Rick Ferrell, C, #2 (1933-1937)
522 G, 521 H, 16 HR, 240 RBI, 7 SB, .302 AVG, .387 OBP, .410 SLG
A North Carolina farm boy and one of seven brothers, Rick Ferrell saved pennies to buy his first catcher’s mitt for $1.50. Rick Ferrell was born in Durham and he attended Guilford College. Over 60 years later, the Veterans Committee elected him to the Hall of Fame. Although he played chiefly with second-division teams, Ferrell is always included among the greatest catchers of his age.
Blessed with a strong, durable physique and a placid yet determined personality, for 18 seasons Ferrell was a fine all-around receiver. In two stints each with the Browns and Senators, with three-plus years in Boston sandwiched between, he ultimately established the AL record with 1,805 games behind the plate.

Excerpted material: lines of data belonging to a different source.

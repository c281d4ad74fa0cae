//! Leak detector for resources that must be released explicitly.

use std::sync::atomic::{AtomicBool, Ordering};

use tracing::warn;

/// Tracks whether an explicit release method was called.
///
/// Armed on creation, disarmed by [`close`](CloseGuard::close). Owners call
/// [`warn_if_open`](CloseGuard::warn_if_open) from their `Drop` impl; in debug
/// builds a still-armed guard logs a warning naming the method that should
/// have been called. Release builds stay silent.
#[derive(Debug)]
pub(crate) struct CloseGuard {
    armed: AtomicBool,
    close_method: &'static str,
}

impl CloseGuard {
    /// Arm a guard that expects `close_method` to be called.
    pub(crate) fn open(close_method: &'static str) -> Self {
        Self {
            armed: AtomicBool::new(true),
            close_method,
        }
    }

    /// Disarm the guard. Returns `true` if it was armed.
    pub(crate) fn close(&self) -> bool {
        self.armed.swap(false, Ordering::AcqRel)
    }

    pub(crate) fn is_open(&self) -> bool {
        self.armed.load(Ordering::Acquire)
    }

    /// Report a leak if the guard is still armed (debug builds only).
    pub(crate) fn warn_if_open(&self, resource: &str) {
        if cfg!(debug_assertions) && self.is_open() {
            warn!(
                resource,
                method = self.close_method,
                "resource dropped without calling {}()",
                self.close_method
            );
        }
    }
}
//! Network specifiers for out-of-band data-path requests.
//!
//! A specifier is an opaque string as far as a session is concerned. The
//! reference manager encodes it as JSON:
//!
//! ```json
//! {"type":"client","role":"responder","client_id":7,"peer_mac":null,"token":""}
//! ```
//!
//! Byte fields are lower-case hex. An absent token (`null`) matches any peer
//! token, an empty one (`""`) only matches an empty peer token.

use std::fmt;

use serde::{Deserialize, Serialize};

use crate::error::{Error, Result};
use crate::ids::ClientId;

/// Length of a discovery-interface MAC address.
pub const PEER_ADDRESS_LEN: usize = 6;

/// Role of this device in a data-path setup.
#[derive(Debug, Clone, Copy, PartialEq, Eq, Hash, Serialize, Deserialize)]
#[serde(rename_all = "snake_case")]
pub enum DataPathRole {
    /// Sends the connection request.
    Initiator,
    /// Accepts the connection request.
    Responder,
}

impl fmt::Display for DataPathRole {
    fn fmt(&self, f: &mut fmt::Formatter<'_>) -> fmt::Result {
        match self {
            Self::Initiator => f.write_str("initiator"),
            Self::Responder => f.write_str("responder"),
        }
    }
}

/// Origin of the peer information in a specifier.
#[derive(Debug, Clone, Copy, PartialEq, Eq, Serialize, Deserialize)]
#[serde(rename_all = "snake_case")]
pub enum SpecifierType {
    /// Peer address obtained out of band, bound to an attached client.
    Client,
}

/// Decoded network specifier.
#[derive(Debug, Clone, PartialEq, Eq, Serialize, Deserialize)]
pub struct NetworkSpecifier {
    /// Specifier flavour.
    #[serde(rename = "type")]
    pub kind: SpecifierType,
    /// Role of the requesting device.
    pub role: DataPathRole,
    /// Attached client the request belongs to.
    pub client_id: ClientId,
    /// Peer discovery-interface address.
    #[serde(with = "hex_opt")]
    pub peer_mac: Option<Vec<u8>>,
    /// Matching token.
    #[serde(with = "hex_opt")]
    pub token: Option<Vec<u8>>,
}

impl NetworkSpecifier {
    /// Build a client specifier, checking the peer address length.
    pub fn for_client(
        client_id: ClientId,
        role: DataPathRole,
        peer: Option<&[u8]>,
        token: Option<&[u8]>,
    ) -> Result<Self> {
        if let Some(peer) = peer {
            if peer.len() != PEER_ADDRESS_LEN {
                return Err(Error::InvalidPeerAddress(peer.len()));
            }
        }
        Ok(Self {
            kind: SpecifierType::Client,
            role,
            client_id,
            peer_mac: peer.map(<[u8]>::to_vec),
            token: token.map(<[u8]>::to_vec),
        })
    }

    /// Encode as the opaque specifier string.
    pub fn encode(&self) -> Result<String> {
        Ok(serde_json::to_string(self)?)
    }

    /// Decode a specifier string.
    pub fn parse(s: &str) -> Result<Self> {
        Ok(serde_json::from_str(s)?)
    }
}

mod hex_opt {
    use serde::de::Error as _;
    use serde::{Deserialize, Deserializer, Serializer};

    pub fn serialize<S: Serializer>(bytes: &Option<Vec<u8>>, s: S) -> Result<S::Ok, S::Error> {
        match bytes {
            Some(bytes) => s.serialize_str(&hex::encode(bytes)),
            None => s.serialize_none(),
        }
    }

    pub fn deserialize<'de, D: Deserializer<'de>>(d: D) -> Result<Option<Vec<u8>>, D::Error> {
        Option::<String>::deserialize(d)?
            .map(|s| hex::decode(s).map_err(D::Error::custom))
            .transpose()
    }
}
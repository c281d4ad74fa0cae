//! Identifiers handed out by the discovery service.

use std::fmt;
use std::sync::Arc;

use serde::{Deserialize, Serialize};

/// Client identifier assigned by the service manager at attach time.
#[derive(Debug, Clone, Copy, PartialEq, Eq, Hash, PartialOrd, Ord, Serialize, Deserialize)]
#[serde(transparent)]
pub struct ClientId(pub u32);

impl fmt::Display for ClientId {
    fn fmt(&self, f: &mut fmt::Formatter<'_>) -> fmt::Result {
        write!(f, "{}", self.0)
    }
}

impl From<u32> for ClientId {
    fn from(id: u32) -> Self {
        Self(id)
    }
}

/// Identifier of a started publish or subscribe discovery session.
#[derive(Debug, Clone, Copy, PartialEq, Eq, Hash, PartialOrd, Ord, Serialize, Deserialize)]
#[serde(transparent)]
pub struct SessionId(pub u32);

impl fmt::Display for SessionId {
    fn fmt(&self, f: &mut fmt::Formatter<'_>) -> fmt::Result {
        write!(f, "{}", self.0)
    }
}

impl From<u32> for SessionId {
    fn from(id: u32) -> Self {
        Self(id)
    }
}

/// Identity capability presented to the manager when a session is torn down.
///
/// Tokens compare by identity, not by value: two tokens are equal only if one
/// was cloned from the other. A manager records the token it minted for a
/// client and rejects disconnects carrying any other token.
#[derive(Clone, Default)]
pub struct RevocationToken(Arc<()>);

impl RevocationToken {
    /// Mint a fresh token, distinct from every other live token.
    pub fn new() -> Self {
        Self(Arc::new(()))
    }
}

impl PartialEq for RevocationToken {
    fn eq(&self, other: &Self) -> bool {
        Arc::ptr_eq(&self.0, &other.0)
    }
}

impl Eq for RevocationToken {}

impl fmt::Debug for RevocationToken {
    fn fmt(&self, f: &mut fmt::Formatter<'_>) -> fmt::Result {
        write!(f, "RevocationToken({:p})", Arc::as_ptr(&self.0))
    }
}
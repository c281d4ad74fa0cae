//! Reference [`ServiceManager`] over an [`AwareService`] backend.

use std::collections::HashMap;
use std::future::Future;
use std::sync::{Arc, Mutex, MutexGuard, PoisonError};

use tracing::{debug, error, info, warn};

use super::backend::AwareService;
use super::ServiceManager;
use crate::callback::{DiscoveryKind, DiscoverySessionCallback, StartedSession};
use crate::config::{PublishConfig, SubscribeConfig};
use crate::dispatch::DispatchTarget;
use crate::ids::{ClientId, RevocationToken, SessionId};
use crate::session::AwareSession;
use crate::specifier::{DataPathRole, NetworkSpecifier};
use crate::{Error, Result};

/// Manager owning the connection to an [`AwareService`].
///
/// Hands out [`AwareSession`]s from [`attach`](AwareManager::attach) and keeps
/// the revocation token of every attached client, so a disconnect is only
/// honoured when it comes from the session that client id was given to.
///
/// ```ignore
/// let manager = AwareManager::new(service, DispatchTarget::current().unwrap());
/// let session = manager.attach().await?;
/// let (callback, mut events) = event_channel();
/// session.publish(PublishConfig::builder("chat").build(), callback, None);
/// let started = events.next().await;
/// session.destroy();
/// ```
pub struct AwareManager {
    service: Arc<dyn AwareService>,
    default_dispatch: DispatchTarget,
    clients: Mutex<HashMap<ClientId, RevocationToken>>,
}

impl AwareManager {
    /// Create a manager. Sessions it hands out deliver callbacks on
    /// `default_dispatch` unless a request names another target.
    pub fn new(service: Arc<dyn AwareService>, default_dispatch: DispatchTarget) -> Arc<Self> {
        Arc::new(Self {
            service,
            default_dispatch,
            clients: Mutex::new(HashMap::new()),
        })
    }

    /// Attach a new client to the service.
    pub async fn attach(self: &Arc<Self>) -> Result<AwareSession> {
        let client_id = self.service.attach().await?;
        let token = RevocationToken::new();
        self.clients().insert(client_id, token.clone());
        info!(%client_id, "client attached");
        Ok(AwareSession::new(
            self,
            client_id,
            token,
            self.default_dispatch.clone(),
        ))
    }

    /// Whether `client_id` is currently attached.
    pub fn is_attached(&self, client_id: ClientId) -> bool {
        self.clients().contains_key(&client_id)
    }

    /// Ids of all attached clients, sorted.
    pub fn attached_clients(&self) -> Vec<ClientId> {
        let mut ids: Vec<_> = self.clients().keys().copied().collect();
        ids.sort();
        ids
    }

    fn clients(&self) -> MutexGuard<'_, HashMap<ClientId, RevocationToken>> {
        self.clients.lock().unwrap_or_else(PoisonError::into_inner)
    }

    /// Common admission checks for publish/subscribe. On rejection the
    /// callback is told on `dispatch` and `false` is returned.
    fn admit(
        &self,
        op: &'static str,
        client_id: ClientId,
        validation: Result<()>,
        dispatch: &DispatchTarget,
        callback: &Arc<dyn DiscoverySessionCallback>,
    ) -> bool {
        let rejection = if !self.is_attached(client_id) {
            Some(Error::UnknownClient(client_id).to_string())
        } else {
            validation.err().map(|e| e.to_string())
        };
        match rejection {
            None => true,
            Some(reason) => {
                warn!(%client_id, op, %reason, "{op}: request rejected");
                let callback = Arc::clone(callback);
                dispatch.spawn(async move { callback.on_session_config_failed() });
                false
            }
        }
    }
}

/// Run a backend request on `dispatch` and report the outcome to `callback`.
fn deliver<F>(
    dispatch: &DispatchTarget,
    callback: Arc<dyn DiscoverySessionCallback>,
    client_id: ClientId,
    kind: DiscoveryKind,
    request: F,
) where
    F: Future<Output = Result<SessionId>> + Send + 'static,
{
    dispatch.spawn(async move {
        match request.await {
            Ok(session_id) => {
                debug!(%client_id, %session_id, ?kind, "discovery session started");
                let started = StartedSession {
                    client_id,
                    session_id,
                    kind,
                };
                match kind {
                    DiscoveryKind::Publish => callback.on_publish_started(started),
                    DiscoveryKind::Subscribe => callback.on_subscribe_started(started),
                }
            }
            Err(e) => {
                warn!(%client_id, ?kind, error = %e, "discovery session failed to start");
                callback.on_session_config_failed();
            }
        }
    });
}

impl ServiceManager for AwareManager {
    fn disconnect(&self, client_id: ClientId, token: &RevocationToken) {
        {
            let mut clients = self.clients();
            match clients.get(&client_id) {
                Some(known) if known == token => {
                    clients.remove(&client_id);
                }
                Some(_) => {
                    warn!(%client_id, "disconnect: revocation token mismatch, ignoring");
                    return;
                }
                None => {
                    warn!(%client_id, "disconnect: unknown client");
                    return;
                }
            }
        }

        let service = Arc::clone(&self.service);
        self.default_dispatch.spawn(async move {
            match service.disconnect(client_id).await {
                Ok(()) => info!(%client_id, "client detached"),
                Err(e) => error!(%client_id, error = %e, "failed to detach client"),
            }
        });
    }

    fn publish(
        &self,
        client_id: ClientId,
        dispatch: DispatchTarget,
        config: PublishConfig,
        callback: Arc<dyn DiscoverySessionCallback>,
    ) {
        if !self.admit("publish", client_id, config.validate(), &dispatch, &callback) {
            return;
        }
        let service = Arc::clone(&self.service);
        deliver(
            &dispatch,
            callback,
            client_id,
            DiscoveryKind::Publish,
            async move { service.publish(client_id, &config).await },
        );
    }

    fn subscribe(
        &self,
        client_id: ClientId,
        dispatch: DispatchTarget,
        config: SubscribeConfig,
        callback: Arc<dyn DiscoverySessionCallback>,
    ) {
        if !self.admit("subscribe", client_id, config.validate(), &dispatch, &callback) {
            return;
        }
        let service = Arc::clone(&self.service);
        deliver(
            &dispatch,
            callback,
            client_id,
            DiscoveryKind::Subscribe,
            async move { service.subscribe(client_id, &config).await },
        );
    }

    fn derive_network_specifier(
        &self,
        client_id: ClientId,
        role: DataPathRole,
        peer: Option<&[u8]>,
        token: Option<&[u8]>,
    ) -> String {
        if !self.is_attached(client_id) {
            warn!(%client_id, "derive_network_specifier: unknown client");
            return String::new();
        }
        match NetworkSpecifier::for_client(client_id, role, peer, token).and_then(|s| s.encode()) {
            Ok(specifier) => specifier,
            Err(e) => {
                error!(%client_id, %role, error = %e, "failed to derive network specifier");
                String::new()
            }
        }
    }
}
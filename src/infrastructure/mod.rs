//! 基础设施层
//!
//! 持有存储资源，只暴露读写能力，不认识题目。

pub mod blob_store;
pub mod fs_store;
pub mod memory_store;

pub use blob_store::{content_type_for, BlobStore};
pub use fs_store::FsBlobStore;
pub use memory_store::MemoryBlobStore;
//! 记录流 - 流程层
//!
//! 把"块来源 → 提取 → 校验编号"串成一个惰性迭代器。
//! 块来源可以是整篇切分好的块，也可以是流式读取器；
//! 达到记录上限后立即停止，不再拉取下一个块。

use tracing::{debug, info};

use crate::config::Config;
use crate::error::{AppError, AppResult};
use crate::infrastructure::BlobStore;
use crate::models::{QuestionBlock, QuestionRecord, SourceFormat};
use crate::services::segmenter::{split_by_delimiter, split_by_headers, split_structured};
use crate::services::{FieldExtractor, RecordValidator, StreamingChunkReader};
use crate::workflow::document_ctx::DocumentCtx;

/// 判断大文件格式时预读的字节数
const PEEK_LEN: usize = 1024;

type BlockSource<'a> = Box<dyn Iterator<Item = AppResult<QuestionBlock>> + Send + 'a>;

/// 惰性记录流
///
/// 单向、不可重启。产出的记录编号从 1 开始连续递增。
pub struct RecordStream<'a> {
    blocks: BlockSource<'a>,
    extractor: FieldExtractor,
    validator: RecordValidator,
    max_records: Option<usize>,
    done: bool,
}

impl<'a> RecordStream<'a> {
    /// 基于已切分好的块
    pub fn from_blocks(
        blocks: Vec<QuestionBlock>,
        extractor: FieldExtractor,
        max_records: Option<usize>,
    ) -> Self {
        let source = blocks.into_iter().map(Ok::<QuestionBlock, AppError>);
        Self::with_source(Box::new(source), extractor, max_records)
    }

    /// 基于流式读取器
    pub fn streaming(
        reader: StreamingChunkReader<'a>,
        extractor: FieldExtractor,
        max_records: Option<usize>,
    ) -> Self {
        Self::with_source(Box::new(reader), extractor, max_records)
    }

    fn with_source(
        blocks: BlockSource<'a>,
        extractor: FieldExtractor,
        max_records: Option<usize>,
    ) -> Self {
        Self {
            blocks,
            extractor,
            validator: RecordValidator::new(),
            max_records,
            done: false,
        }
    }

    /// 已接受的记录数
    pub fn accepted(&self) -> usize {
        self.validator.accepted()
    }

    /// 被丢弃的候选块数
    pub fn rejected(&self) -> usize {
        self.validator.rejected()
    }

    fn limit_reached(&self) -> bool {
        match self.max_records {
            Some(max) => self.validator.accepted() >= max,
            None => false,
        }
    }
}

impl Iterator for RecordStream<'_> {
    type Item = AppResult<QuestionRecord>;

    fn next(&mut self) -> Option<Self::Item> {
        if self.done {
            return None;
        }
        if self.limit_reached() {
            debug!("达到记录上限 {:?}，停止读取", self.max_records);
            self.done = true;
            return None;
        }

        loop {
            match self.blocks.next() {
                None => {
                    self.done = true;
                    return None;
                }
                Some(Err(e)) => {
                    self.done = true;
                    return Some(Err(e));
                }
                Some(Ok(block)) => {
                    let candidate = self.extractor.extract(&block);
                    if let Some(record) = self.validator.accept(candidate) {
                        return Some(Ok(record));
                    }
                }
            }
        }
    }
}

/// 打开阶段 A 的记录流
///
/// 整篇读取。分隔文本按章节标题切分，结构化列表按元素切分。
pub fn extraction_records<'a>(
    store: &'a dyn BlobStore,
    object_name: &str,
    config: &Config,
) -> AppResult<(DocumentCtx, RecordStream<'a>)> {
    let raw = store.read_text(object_name)?;
    let format = SourceFormat::detect(object_name, &raw);
    let blocks = match format {
        SourceFormat::StructuredList => split_structured(&raw),
        SourceFormat::DelimitedText => split_by_headers(&raw),
    };

    let ctx = DocumentCtx::new(object_name, format, raw.len() as u64, false);
    info!("{} 切分得到 {} 个候选块", ctx, blocks.len());
    let extractor = FieldExtractor::new(config.answer_sentinel.clone());
    Ok((ctx, RecordStream::from_blocks(blocks, extractor, config.max_records)))
}

/// 打开阶段 B 的记录流
///
/// 超过流式阈值、且开头不像 JSON 的分隔文本走流式读取；
/// 其余整篇读取，按分隔线或列表元素切分。
pub fn explanation_records<'a>(
    store: &'a dyn BlobStore,
    object_name: &str,
    config: &Config,
) -> AppResult<(DocumentCtx, RecordStream<'a>)> {
    let size = store.size(object_name)?;
    let extractor = FieldExtractor::new(config.explain_answer_sentinel.clone());
    let json_name = object_name.to_ascii_lowercase().ends_with(".json");

    if !json_name && size > config.streaming_threshold && !looks_like_json(store, object_name)? {
        let reader = StreamingChunkReader::new(store, object_name, config.chunk_size)?;
        let ctx = DocumentCtx::new(object_name, SourceFormat::DelimitedText, size, true);
        info!("{} 超过流式阈值 {} 字节", ctx, config.streaming_threshold);
        return Ok((ctx, RecordStream::streaming(reader, extractor, config.max_records)));
    }

    let raw = store.read_text(object_name)?;
    let format = SourceFormat::detect(object_name, &raw);
    let blocks = match format {
        SourceFormat::StructuredList => split_structured(&raw),
        SourceFormat::DelimitedText => split_by_delimiter(&raw),
    };

    let ctx = DocumentCtx::new(object_name, format, size, false);
    info!("{} 切分得到 {} 个候选块", ctx, blocks.len());
    Ok((ctx, RecordStream::from_blocks(blocks, extractor, config.max_records)))
}

/// 预读开头，首个非空字符是 `{` 或 `[` 即视为可能的 JSON
fn looks_like_json(store: &dyn BlobStore, object_name: &str) -> AppResult<bool> {
    let head = store.read_range(object_name, 0, PEEK_LEN)?;
    let head = String::from_utf8_lossy(&head);
    Ok(matches!(head.trim_start().chars().next(), Some('{' | '[')))
}
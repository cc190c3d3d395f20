use std::fs::{self, File};
use std::io::{ErrorKind, Read, Seek, SeekFrom, Write};
use std::path::{Path, PathBuf};
use std::time::Duration;

use tempfile::NamedTempFile;
use tracing::{info, warn};

use super::blob_store::BlobStore;
use crate::error::{AppError, AppResult, StorageError};

/// 以本地目录作为桶的对象存储
///
/// 对象名中的 `/` 对应子目录：`<root>/input/a.txt`
pub struct FsBlobStore {
    root: PathBuf,
    bucket: String,
}

impl FsBlobStore {
    /// 连接桶，探测失败时按指数退避重试
    ///
    /// # 参数
    /// - `root`: 桶对应的目录
    /// - `retries`: 最大尝试次数
    /// - `backoff`: 首次重试前的等待时间，之后每次翻倍
    pub async fn connect(
        root: impl AsRef<Path>,
        retries: u32,
        backoff: Duration,
    ) -> AppResult<Self> {
        let store = Self::new(root);
        let attempts = retries.max(1);
        let mut attempt = 0;

        loop {
            match store.probe() {
                Ok(()) => {
                    info!("✅ 存储已初始化，目标桶: {}", store.bucket);
                    return Ok(store);
                }
                Err(e) => {
                    attempt += 1;
                    warn!("⚠️ 第 {}/{} 次连接失败: {}", attempt, attempts, e);
                    if attempt >= attempts {
                        return Err(StorageError::ConnectFailed {
                            bucket: store.bucket.clone(),
                            attempts,
                            reason: e.to_string(),
                        }
                        .into());
                    }
                    tokio::time::sleep(retry_delay(backoff, attempt)).await;
                }
            }
        }
    }

    /// 不做探测，直接创建
    pub fn new(root: impl AsRef<Path>) -> Self {
        let root = root.as_ref().to_path_buf();
        let bucket = root.display().to_string();
        Self { root, bucket }
    }

    fn object_path(&self, path: &str) -> PathBuf {
        self.root.join(path.trim_start_matches('/'))
    }

    fn open(&self, path: &str) -> AppResult<File> {
        File::open(self.object_path(path)).map_err(|e| map_read_error(path, e))
    }
}

impl BlobStore for FsBlobStore {
    fn bucket(&self) -> &str {
        &self.bucket
    }

    fn exists(&self, path: &str) -> AppResult<bool> {
        Ok(self.object_path(path).is_file())
    }

    fn size(&self, path: &str) -> AppResult<u64> {
        let metadata = self.open(path)?.metadata().map_err(|e| map_read_error(path, e))?;
        Ok(metadata.len())
    }

    fn read(&self, path: &str) -> AppResult<Vec<u8>> {
        fs::read(self.object_path(path)).map_err(|e| map_read_error(path, e))
    }

    fn read_range(&self, path: &str, offset: u64, len: usize) -> AppResult<Vec<u8>> {
        let mut file = self.open(path)?;
        let size = file.metadata().map_err(|e| map_read_error(path, e))?.len();
        if offset > size {
            return Err(StorageError::RangeOutOfBounds {
                path: path.to_string(),
                offset,
                size,
            }
            .into());
        }

        file.seek(SeekFrom::Start(offset))
            .map_err(|e| map_read_error(path, e))?;
        let mut buf = Vec::with_capacity(len);
        file.take(len as u64)
            .read_to_end(&mut buf)
            .map_err(|e| map_read_error(path, e))?;
        Ok(buf)
    }

    fn write(&self, path: &str, content: &[u8], _content_type: &str) -> AppResult<()> {
        let target = self.object_path(path);
        let dir = target
            .parent()
            .map(Path::to_path_buf)
            .unwrap_or_else(|| self.root.clone());
        fs::create_dir_all(&dir).map_err(|e| AppError::write_failed(path, e))?;

        // 同目录临时文件 + rename，单次写入是原子的
        let mut tmp = NamedTempFile::new_in(&dir).map_err(|e| AppError::write_failed(path, e))?;
        tmp.write_all(content)
            .map_err(|e| AppError::write_failed(path, e))?;
        tmp.persist(&target)
            .map_err(|e| AppError::write_failed(path, e.error))?;
        Ok(())
    }

    fn probe(&self) -> AppResult<()> {
        let metadata = fs::metadata(&self.root).map_err(|e| map_read_error(&self.bucket, e))?;
        if !metadata.is_dir() {
            return Err(AppError::read_failed(
                &self.bucket,
                std::io::Error::new(ErrorKind::Other, "bucket root is not a directory"),
            ));
        }
        Ok(())
    }
}

/// 单次重试等待的上限
const MAX_BACKOFF: Duration = Duration::from_secs(60);

/// 第 `attempt` 次失败后的等待时间：`backoff * 2^(attempt-1)`，不超过 `MAX_BACKOFF`
fn retry_delay(backoff: Duration, attempt: u32) -> Duration {
    let factor = 2u32
        .checked_pow(attempt.saturating_sub(1))
        .unwrap_or(u32::MAX);
    backoff
        .checked_mul(factor)
        .map_or(MAX_BACKOFF, |delay| delay.min(MAX_BACKOFF))
}

fn map_read_error(path: &str, e: std::io::Error) -> AppError {
    if e.kind() == ErrorKind::NotFound {
        AppError::not_found(path)
    } else {
        AppError::read_failed(path, e)
    }
}
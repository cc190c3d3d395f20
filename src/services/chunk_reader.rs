//! 大文件流式切分
//!
//! 按固定大小的字节范围读取对象，在缓冲区里寻找分隔线，
//! 切出完整的段落后立即交出。调用方停止迭代后不会再读取后续范围。

use std::collections::VecDeque;

use tracing::{debug, info};

use crate::error::AppResult;
use crate::infrastructure::BlobStore;
use crate::models::QuestionBlock;
use crate::services::segmenter::{keep_section, DELIMITER};

/// 流式块读取器
///
/// 产出顺序和 [`split_by_delimiter`](crate::services::segmenter::split_by_delimiter)
/// 对整篇文本的切分结果一致，与块大小无关。
pub struct StreamingChunkReader<'a> {
    store: &'a dyn BlobStore,
    path: String,
    size: u64,
    offset: u64,
    chunk_size: usize,
    /// 已解码、尚未切出的文本
    buffer: String,
    /// 块末尾不完整的 UTF-8 字节，留给下一块
    pending_bytes: Vec<u8>,
    /// 缓冲区中此位置之前不可能再出现分隔线的起点
    scan_start: usize,
    ready: VecDeque<QuestionBlock>,
    chunks_read: usize,
    finished: bool,
}

impl<'a> StreamingChunkReader<'a> {
    /// 创建读取器（只查询对象大小，不读取内容）
    pub fn new(store: &'a dyn BlobStore, path: &str, chunk_size: usize) -> AppResult<Self> {
        let size = store.size(path)?;
        info!(
            "📦 流式读取 {} ({} 字节, 块大小 {})",
            path, size, chunk_size
        );
        Ok(Self {
            store,
            path: path.to_string(),
            size,
            offset: 0,
            chunk_size: chunk_size.max(1),
            buffer: String::new(),
            pending_bytes: Vec::new(),
            scan_start: 0,
            ready: VecDeque::new(),
            chunks_read: 0,
            finished: false,
        })
    }

    /// 已读取的块数
    pub fn chunks_read(&self) -> usize {
        self.chunks_read
    }

    fn read_next_chunk(&mut self) -> AppResult<()> {
        let bytes = self
            .store
            .read_range(&self.path, self.offset, self.chunk_size)?;
        self.chunks_read += 1;

        if bytes.is_empty() {
            // 对象在读取过程中变短，视为已到结尾
            self.offset = self.size;
            return Ok(());
        }
        self.offset += bytes.len() as u64;
        debug!(
            "读取第 {} 块: {} 字节, 进度 {}/{}",
            self.chunks_read,
            bytes.len(),
            self.offset,
            self.size
        );

        self.pending_bytes.extend_from_slice(&bytes);
        decode_into(&mut self.pending_bytes, &mut self.buffer);
        self.drain_sections();
        Ok(())
    }

    /// 切出缓冲区里所有完整的段落，每块只整理一次缓冲区
    fn drain_sections(&mut self) {
        let mut cursor = 0;
        let mut from = self.scan_start;
        while let Some(found) = self.buffer[from..].find(DELIMITER) {
            let pos = from + found;
            if let Some(section) = keep_section(&self.buffer[cursor..pos]) {
                self.ready.push_back(QuestionBlock::Text(section));
            }
            cursor = pos + DELIMITER.len();
            from = cursor;
        }
        self.buffer.drain(..cursor);

        // 末尾可能是半条分隔线，下次从那里开始找
        let mut next = self.buffer.len().saturating_sub(DELIMITER.len() - 1);
        while !self.buffer.is_char_boundary(next) {
            next -= 1;
        }
        self.scan_start = next;
    }

    /// 读到结尾后，剩余缓冲区作为最后一段
    fn flush(&mut self) {
        if !self.pending_bytes.is_empty() {
            self.buffer
                .push_str(&String::from_utf8_lossy(&self.pending_bytes));
            self.pending_bytes.clear();
        }
        let rest = std::mem::take(&mut self.buffer);
        if let Some(section) = keep_section(&rest) {
            self.ready.push_back(QuestionBlock::Text(section));
        }
        self.finished = true;
    }
}

impl Iterator for StreamingChunkReader<'_> {
    type Item = AppResult<QuestionBlock>;

    fn next(&mut self) -> Option<Self::Item> {
        loop {
            if let Some(block) = self.ready.pop_front() {
                return Some(Ok(block));
            }
            if self.finished {
                return None;
            }
            if self.offset >= self.size {
                self.flush();
                continue;
            }
            if let Err(e) = self.read_next_chunk() {
                self.finished = true;
                return Some(Err(e));
            }
        }
    }
}

/// 把字节解码进文本缓冲区
///
/// 中间的非法字节替换为 U+FFFD；末尾不完整的多字节序列留在 `pending` 中。
fn decode_into(pending: &mut Vec<u8>, buffer: &mut String) {
    loop {
        match std::str::from_utf8(&pending[..]) {
            Ok(text) => {
                buffer.push_str(text);
                pending.clear();
                return;
            }
            Err(e) => {
                let valid = e.valid_up_to();
                // valid_up_to 之前保证是合法 UTF-8
                buffer.push_str(&String::from_utf8_lossy(&pending[..valid]));
                match e.error_len() {
                    Some(bad) => {
                        buffer.push(char::REPLACEMENT_CHARACTER);
                        pending.drain(..valid + bad);
                    }
                    None => {
                        pending.drain(..valid);
                        return;
                    }
                }
            }
        }
    }
}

At the plate, Ferrell had a fine eye and was remarkably selective. He coaxed 931 walks while fanning only 277 times, and achieved an impressive .433 career on-base percentage. Nineteen percent of his hits were doubles.
On April 19, 1929, Ferrell played his first major league game with the Browns, posting a .290 batting average in four seasons. After batting .300 in 1931, Ferrell had a very good year in 1932. Demonstrating that catchers could hit and excel defensively, batting from the #7 spot in the St. Louis order, Ferrell hit .315 with 30 doubles and 65 runs batted in, while leading AL catchers with 78 assists. While at St. Louis he caught the eye of Red Sox owner Tom Yawkey, who was trying to rebuild. On May 9, 1933, Ferrell was traded to Boston.
Boston had a .300-hitting catcher in 1901 and 1919. In the years 1933–36, Ferrell broke Red Sox catchers’ records in batting, doubles, HR, and RBI. His .302 average with the Red Sox is 12th on the club’s all-time list. Rick’s brother Wes joined him in Boston in 1934. Though a pitcher, Wes hit more career HR (38) than Rick (28).
According to his brother Wes, “Brother or no brother, … he was a real classy receiver. You never saw him lunge for the ball; he never took a strike away from you. He’d get more strikes for a pitcher than anybody I ever saw, because he made catching look easy.”
In 1933, the Ferrell brothers were members of the inaugural American League All-Star team in the first All-Star Game played, in which Rick caught all nine innings. The same year, and for the first time in baseball history, brothers on opposing teams homered in the same game.
In June 1937, the brothers were packaged in a trade to Washington for Ben Chapman and Bobo Newsom.
Ferrell was back with the Browns in 1941–43. Then, during his second tour with Washington, he met the unprecedented and record-setting challenge of handling four knuckleball pitchers in the starting rotation. In 1945, the Senators just missed the pennant, and their knuckle quartet amassed 60 wins.
At the age of 41, Ferrell batted .303 in his last season. He had a fine eye and was remarkably selective, receiving 931 walks while fanning only 277 times. Ferrell compiled a .281 batting average, 28 home runs and 734 runs batted in, with 687 runs scored, 324 doubles, 45 triples and 29 stolen bases. In 1,884 games played, he achieved an impressive .378 career on base percentage, being selected an All-Star eight times (1933-38, 1944–1945). He caught 1,806 games, an American League record that stood until Carlton Fisk surpassed it in 1988.
After his playing days, Ferrell served as a Senators coach for four seasons. He followed with many years in the Tiger organization, as a coach, scout, GM, and, at over 80, executive consultant. In 1987 manager Sparky Anderson commented, “I hope I’m like Rick when I am his age!”
Connie Mack’s respect for him was so great that Ferrell caught all nine innings of the first All-Star game in 1933. Selected by the Veterans Committee, he was inducted into the Baseball Hall of Fame in 1984.